なので、もっと現実的な取引のシミュレートをしたらあの通りには儲からないか、トントン~金利レベルで終わってしまうのではないかと思われます。結局は、伝統的なポートフォリオ理論が前提としている効率的な市場のように、「長期的に見たらアルファはほぼない」ということを皮肉にも裏付けてしまっている可能性はあります。ましてや特異値分解で相当主成分を抜いているため、残差項がリスクフリーレート+ノイズに回帰している可能性はかなりあります。
まとめと感想
この論文では、従来のポートフォリオ理論をディープラーニングベースに落とし込むことに成功しています。一方で、従来の経済学ベースでの古い理論も一緒に引き継いでいるようにも思えます。例えば、アルファを求めようとしているのに、ランダムウォークを前提とした理論展開をしているように見えるところ(例えば、ノイズによる回帰はランダムウォークを前提としているように見える)。あるいは伝統的なポートフォリオ理論の前提である、効率的な市場まで模倣しているように見えること。従来のポートフォリオ理論ベースでもそうでしたが、そういった自己矛盾を抱えてしまうのは致し方ないでしょうね。数学的にはめちゃくちゃ頑張っているのに、理論展開の戦略性が「ん?」と思ってしまうのは今後の課題かなと思われます。

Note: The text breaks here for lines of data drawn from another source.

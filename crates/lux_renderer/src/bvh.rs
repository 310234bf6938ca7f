//! Bounding volume hierarchy acceleration structure.
//!
//! A binary tree of AABBs over the scene's primitives. Traversal rejects
//! whole subtrees with one slab test, which turns the linear closest-hit
//! scan into a logarithmic one for well-distributed scenes.

use crate::{
    hittable::{HitRecord, Primitive, PrimitiveList},
    Ray,
};
use lux_math::{Aabb, Interval};

/// Interior node of the hierarchy, owning its two children by value.
#[derive(Clone)]
pub struct BvhNode {
    left: Box<Primitive>,
    right: Box<Primitive>,
    bbox: Aabb,
}

impl BvhNode {
    /// Build a hierarchy over the given primitives.
    ///
    /// Construction is deterministic for a given input order: the split
    /// axis is the longest axis of the slice's union box, the slice is
    /// sorted by each child's box minimum on that axis, and split at the
    /// midpoint. A single-element slice duplicates the element into both
    /// children; an empty input yields a node that hits nothing.
    pub fn new(mut objects: Vec<Primitive>) -> Self {
        let bbox = objects
            .iter()
            .fold(Aabb::EMPTY, |acc, o| Aabb::surrounding(&acc, &o.bounding_box()));
        let axis = bbox.longest_axis();

        let (left, right) = match objects.len() {
            0 => {
                let empty = Primitive::List(PrimitiveList::new());
                (empty.clone(), empty)
            }
            1 => {
                let only = objects.remove(0);
                (only.clone(), only)
            }
            2 => {
                let second = objects.remove(1);
                let first = objects.remove(0);
                (first, second)
            }
            n => {
                objects.sort_by(|a, b| {
                    let a_min = a.bounding_box().axis_interval(axis).min;
                    let b_min = b.bounding_box().axis_interval(axis).min;
                    a_min.partial_cmp(&b_min).unwrap_or(std::cmp::Ordering::Equal)
                });

                let right_half = objects.split_off(n / 2);
                (
                    Primitive::Bvh(BvhNode::new(objects)),
                    Primitive::Bvh(BvhNode::new(right_half)),
                )
            }
        };

        let bbox = Aabb::surrounding(&left.bounding_box(), &right.bounding_box());

        Self {
            left: Box::new(left),
            right: Box::new(right),
            bbox,
        }
    }

    /// Build a hierarchy from a primitive list.
    pub fn from_list(list: PrimitiveList) -> Self {
        let count = list.len();
        let node = Self::new(list.into_objects());
        log::debug!("built BVH over {count} primitives");
        node
    }

    /// Find the closest hit in the subtree, if any.
    pub fn hit(&self, ray: &Ray, ray_t: Interval) -> Option<HitRecord<'_>> {
        if !self.bbox.hit(ray, ray_t) {
            return None;
        }

        let hit_left = self.left.hit(ray, ray_t);

        // The right child only needs to beat the left hit, if there was one.
        let right_max = hit_left.as_ref().map_or(ray_t.max, |rec| rec.t);
        let hit_right = self.right.hit(ray, Interval::new(ray_t.min, right_max));

        hit_right.or(hit_left)
    }

    pub fn bounding_box(&self) -> Aabb {
        self.bbox
    }
}

#[cfg(test)]
mod tests {
    use super::*;
    use crate::material::{Color, Material};
    use crate::sphere::Sphere;
    use lux_math::Vec3;
    use rand::rngs::StdRng;
    use rand::{Rng, SeedableRng};

    fn gray_sphere(center: Vec3, radius: f64) -> Sphere {
        Sphere::new(center, radius, Material::lambertian(Color::splat(0.5)).into())
    }

    #[test]
    fn test_bvh_over_nothing_never_hits() {
        let bvh = BvhNode::new(Vec::new());
        let ray = Ray::new(Vec3::ZERO, Vec3::Z);
        assert!(bvh.hit(&ray, Interval::new(0.001, f64::INFINITY)).is_none());
    }

    #[test]
    fn test_bvh_single_element_duplicated_child() {
        // One primitive lands in both children; the query still reports
        // a single, correct hit.
        let bvh = BvhNode::new(vec![gray_sphere(Vec3::new(2.0, 1.0, -6.0), 1.5).into()]);

        let ray = Ray::new(Vec3::new(2.0, 1.0, 0.0), -Vec3::Z);
        let rec = bvh
            .hit(&ray, Interval::new(0.001, f64::INFINITY))
            .expect("lone sphere must hit");
        assert!((rec.t - 4.5).abs() < 1e-12);
        assert!(rec.front_face);
    }

    #[test]
    fn test_bvh_node_box_contains_children() {
        let objects: Vec<Primitive> = (0..10)
            .map(|i| gray_sphere(Vec3::new(i as f64, 0.0, -5.0), 0.5).into())
            .collect();
        let expected: Vec<Aabb> = objects.iter().map(|o| o.bounding_box()).collect();

        let bvh = BvhNode::new(objects);
        let bbox = bvh.bounding_box();
        for child in expected {
            for axis in 0..3 {
                assert!(bbox.axis_interval(axis).contains(child.axis_interval(axis).min));
                assert!(bbox.axis_interval(axis).contains(child.axis_interval(axis).max));
            }
        }
    }

    #[test]
    fn test_bvh_finds_nearest_of_colinear_spheres() {
        let objects: Vec<Primitive> = (1..=5)
            .map(|i| gray_sphere(Vec3::new(0.0, 0.0, -2.0 * i as f64), 0.5).into())
            .collect();
        let bvh = BvhNode::new(objects);

        let ray = Ray::new(Vec3::ZERO, -Vec3::Z);
        let rec = bvh.hit(&ray, Interval::new(0.001, f64::INFINITY)).unwrap();
        assert!((rec.t - 1.5).abs() < 1e-12);
    }

    #[test]
    fn test_bvh_matches_linear_scan() {
        // Random spheres, random rays: the BVH must agree with the flat
        // list on both hit classification and hit parameter.
        let mut rng = StdRng::seed_from_u64(2024);

        let mut list = PrimitiveList::new();
        let mut objects = Vec::new();
        for _ in 0..100 {
            let center = Vec3::new(
                rng.gen_range(-10.0..10.0),
                rng.gen_range(-10.0..10.0),
                rng.gen_range(-10.0..10.0),
            );
            let sphere = gray_sphere(center, 1.0);
            list.add(sphere.clone());
            objects.push(Primitive::Sphere(sphere));
        }
        let bvh = BvhNode::new(objects);

        let interval = Interval::new(0.001, f64::INFINITY);
        for _ in 0..1000 {
            let origin = Vec3::new(
                rng.gen_range(-15.0..15.0),
                rng.gen_range(-15.0..15.0),
                rng.gen_range(-15.0..15.0),
            );
            let direction = Vec3::new(
                rng.gen_range(-1.0..1.0),
                rng.gen_range(-1.0..1.0),
                rng.gen_range(-1.0..1.0),
            );
            if direction.length_squared() < 1e-6 {
                continue;
            }
            let ray = Ray::new(origin, direction);

            let linear = list.hit(&ray, interval);
            let accelerated = bvh.hit(&ray, interval);

            match (linear, accelerated) {
                (None, None) => {}
                (Some(a), Some(b)) => {
                    assert!(
                        (a.t - b.t).abs() < 1e-9,
                        "hit parameter mismatch: {} vs {}",
                        a.t,
                        b.t
                    );
                    assert!((a.p - b.p).length() < 1e-9);
                }
                (a, b) => panic!(
                    "hit classification mismatch: linear={:?} bvh={:?}",
                    a.map(|r| r.t),
                    b.map(|r| r.t)
                ),
            }
        }
    }
}
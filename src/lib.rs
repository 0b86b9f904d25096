//! Foodgram Pages
//!
//! Static informational pages for the Foodgram recipe site.
//!
//! - `content`: the page content data set (text, links, metadata)
//! - `render`: turns content into a render tree (head metadata + body)
//! - `web/`: Askama HTML view over the render tree (feature `api`)
//! - `api_server`: Axum router, state and error mapping (feature `api`)

pub mod config;
pub mod content;
pub mod error;
pub mod render;

#[cfg(feature = "api")]
pub mod web;

#[cfg(feature = "api")]
pub mod api_server;

// Re-export commonly used types
pub use config::ServerConfig;
pub use content::{Link, PageContent, Paragraph, Placement, Section};
pub use error::{ConfigError, ContentError};
pub use render::{DocumentHead, MetaAttribute, MetaTag, PageBody, PageRenderer, RenderTree};

#[cfg(feature = "api")]
pub use api_server::{create_router, AppState};
// API Server Binary Entry Point
//
// Purpose: Serve the Foodgram static pages over HTTP
// Usage: cargo run --bin api_server

use foodgram_pages::config::DEFAULT_LOG_FILTER;
use foodgram_pages::{create_router, AppState, ServerConfig};
use tracing_subscriber::{layer::SubscriberExt, util::SubscriberInitExt};

#[tokio::main]
async fn main() -> anyhow::Result<()> {
    // Initialize tracing (structured logging)
    tracing_subscriber::registry()
        .with(
            tracing_subscriber::EnvFilter::try_from_default_env()
                .unwrap_or_else(|_| DEFAULT_LOG_FILTER.into()),
        )
        .with(tracing_subscriber::fmt::layer())
        .init();

    tracing::info!("Starting page server...");

    let config = ServerConfig::from_env()?;
    tracing::info!("Configuration:");
    tracing::info!("  HOST: {}", config.host);
    tracing::info!("  PORT: {}", config.port);
    tracing::info!(
        "  CONTENT_FILE: {}",
        config
            .content_file
            .as_ref()
            .map(|p| p.display().to_string())
            .unwrap_or_else(|| "<built-in>".to_string())
    );

    let state = AppState::from_config(&config)?;
    let app = create_router(state);

    let addr = config.socket_addr();
    let listener = tokio::net::TcpListener::bind(&addr).await?;
    tracing::info!("Server listening on {}", addr);

    axum::serve(listener, app).await?;

    Ok(())
}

ディープラーニングは数学的なモデルはさておき「何でもかんでもモデルに組み込んで、End-to-Endで回してしまう」というのはとにかく強いので、既存の経済理論にとらわれないでもっと柔軟なモデル作りが出てくると面白いなと思います。ただ、昔懐かしいポートフォリオ理論が現代の技術で焼き直し+αされているのを見れたのはなかなかおもしろいものがありました。
非常に難しい線形代数の話でしたが、論文内での次元や変数の注釈がかなりしっかり書かれていて、そこらへんがよくわからない人でも読みやすいように配慮されているのはとても良かったです。このスタンスはぜひ引き継いでほしいです。